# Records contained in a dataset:

============================================================

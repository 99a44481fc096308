//! Torrent identifiers as accepted by the `ids` argument.

use std::fmt;

use serde::{Deserialize, Serialize};

/// A single torrent reference: the daemon-local numeric id or the info hash.
#[derive(Debug, Clone, PartialEq, Eq, Hash, Serialize, Deserialize)]
#[serde(untagged)]
pub enum TorrentId {
    /// Numeric id assigned by the daemon.
    Id(i64),
    /// Hex-encoded info hash.
    Hash(String),
}

impl fmt::Display for TorrentId {
    fn fmt(&self, f: &mut fmt::Formatter<'_>) -> fmt::Result {
        match self {
            Self::Id(id) => write!(f, "{id}"),
            Self::Hash(hash) => f.write_str(hash),
        }
    }
}

impl From<i64> for TorrentId {
    fn from(id: i64) -> Self {
        Self::Id(id)
    }
}

impl From<i32> for TorrentId {
    fn from(id: i32) -> Self {
        Self::Id(id.into())
    }
}

impl From<String> for TorrentId {
    fn from(hash: String) -> Self {
        Self::Hash(hash)
    }
}

impl From<&str> for TorrentId {
    fn from(hash: &str) -> Self {
        Self::Hash(hash.to_string())
    }
}

/// One or many torrent references.
///
/// Operations accept either shape; [`Ids::normalize`] turns it into the list
/// the wire format requires.
#[derive(Debug, Clone, PartialEq, Eq)]
pub enum Ids {
    /// A single id, not wrapped in a list.
    One(TorrentId),
    /// A list of ids.
    Many(Vec<TorrentId>),
}

impl Ids {
    /// Returns the ids as a list; a single id becomes a one-element list.
    pub fn normalize(self) -> Vec<TorrentId> {
        match self {
            Self::One(id) => vec![id],
            Self::Many(ids) => ids,
        }
    }
}

impl From<TorrentId> for Ids {
    fn from(id: TorrentId) -> Self {
        Self::One(id)
    }
}

impl From<i64> for Ids {
    fn from(id: i64) -> Self {
        Self::One(id.into())
    }
}

impl From<i32> for Ids {
    fn from(id: i32) -> Self {
        Self::One(id.into())
    }
}

impl From<&str> for Ids {
    fn from(hash: &str) -> Self {
        Self::One(hash.into())
    }
}

impl From<String> for Ids {
    fn from(hash: String) -> Self {
        Self::One(hash.into())
    }
}

impl<T: Into<TorrentId>> From<Vec<T>> for Ids {
    fn from(ids: Vec<T>) -> Self {
        Self::Many(ids.into_iter().map(Into::into).collect())
    }
}

impl<T: Into<TorrentId> + Clone> From<&[T]> for Ids {
    fn from(ids: &[T]) -> Self {
        Self::Many(ids.iter().cloned().map(Into::into).collect())
    }
}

============================================================

# WORK ORDER:
Exactly as written, reproduce the lines of the data above from the first line through the line where "impl fmt::Display for" appears.

# SOLUTION:
repository 99a44481fc096308
//! Torrent identifiers as accepted by the `ids` argument.

use std::fmt;

use serde::{Deserialize, Serialize};

/// A single torrent reference: the daemon-local numeric id or the info hash.
#[derive(Debug, Clone, PartialEq, Eq, Hash, Serialize, Deserialize)]
#[serde(untagged)]
pub enum TorrentId {
    /// Numeric id assigned by the daemon.
    Id(i64),
    /// Hex-encoded info hash.
    Hash(String),
}

impl fmt::Display for TorrentId {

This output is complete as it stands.